The aim of this study is to evaluate whether dabigatran reduces clopidogrel mediated ADP induced platelet aggregation measured by MEA as compared to phenprocoumon after a two-week treatment with either agent.

The aim of this clinical study is to investigate the safety and feasibility of Autologous Muscle-derived Cells (AMDC; a preparation of a patient's own cells) as a treatment for patients with advanced heart failure caused by ischemia.

Fractional flow reserve (FFR) is a test that can be performed at the time of heart catheterization. It measures the change in pressure across a narrowing in the heart artery during high flow situation, and provides reliable information about the functional severity of the narrowing. FFR measurements accurately predict whether a stent is needed, and is considered an excellent test before placement of stents to treat narrowed heart arteries. However, FFR is not used in every case because of the extra time needed and the associated device costs. Cardiac Services BC (an agency of Provincial Health Services Authority) is sponsoring this study to find out if FFR should be used in most cases (routine), rather than the current selective approach.

The purpose of this study is to compare standard therapy (risk factor control, life style modification) versus standard therapy plus low-dose rosuvastatin therapy (5mg/day) on progression of coronary atherosclerosis in statin naive individuals who have mild CAD (nonobstructive coronary atherosclerotic plaques) and normal LDL (low-density lipoprotein) cholesterol levels(<130mg/dl).

The purpose of this study is to evaluate the effect of intensive blood pressure control compared to standard blood pressure control on progression of coronary atherosclerosis by intravascular ultrasound in hypertensive patients with coronary artery disease.

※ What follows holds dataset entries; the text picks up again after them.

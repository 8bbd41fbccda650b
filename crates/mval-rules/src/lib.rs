//! # mval-rules — Predefined Leaf Rules
//!
//! Common checks for strings, numbers and collections, offered as extension
//! traits over [`MemberSpec`](mval_engine::MemberSpec). Every rule is an
//! ordinary leaf predicate with a default message; the message template
//! references typed arguments such as `{min}` so reports can reformat or
//! translate it.
//!
//! ```
//! use mval_engine::{compile, specification, ModelSpec};
//! use mval_rules::{NumberRules, StringRules};
//!
//! struct Signup {
//!     email: String,
//!     age: u32,
//! }
//!
//! let validator = compile(&specification(|s: &mut ModelSpec<Signup>| {
//!     s.member("email", |u| &u.email, |m| {
//!         m.not_empty().email();
//!     });
//!     s.member("age", |u| &u.age, |m| {
//!         m.greater_than_or_equal(18);
//!     });
//! }))
//! .unwrap();
//! assert_eq!(validator.rule_count(), 3);
//! ```
//!
//! ## Key Design Principles
//!
//! 1. **Rules are plain predicates.** Nothing here reaches into the
//!    compiler; each method records one `rule_with_error` command.
//!
//! 2. **Messages are templates.** Bounds travel as [`Arg`](mval_core::Arg)
//!    values and are substituted at render time, never formatted eagerly.
//!
//! 3. **`with_message` still applies.** A following `with_message` replaces
//!    the template and keeps the arguments.
//!
//! ## Crate Policy
//!
//! - Default messages are public constants in [`messages`].
//! - String lengths count Unicode scalar values, not bytes.

pub mod collection;
pub mod messages;
pub mod number;
pub mod string;

pub use collection::CollectionRules;
pub use number::NumberRules;
pub use string::{is_email, StringRules};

A substantial proportion of patients undergoing elective coronary artery bypass grafting have a history of paroxysmal atrial fibrillation. Paroxysmal atrial fibrillation has adverse short-and long term postoperative effects. Pulmonary vein isolation (PVI) seems to be effective treatment for paroxysmal atrial fibrillation. PVI can be done concomitantly with coronary artery bypass grafting, aortic valve replacement for aortic stenosis and combination of them. Procedure is well defined and safe. There is a lack of convincing evidence of the effect on postoperative atrial fibrillation burden, quality of life and symptoms especially in correlation with atrial fibrillation paroxysms.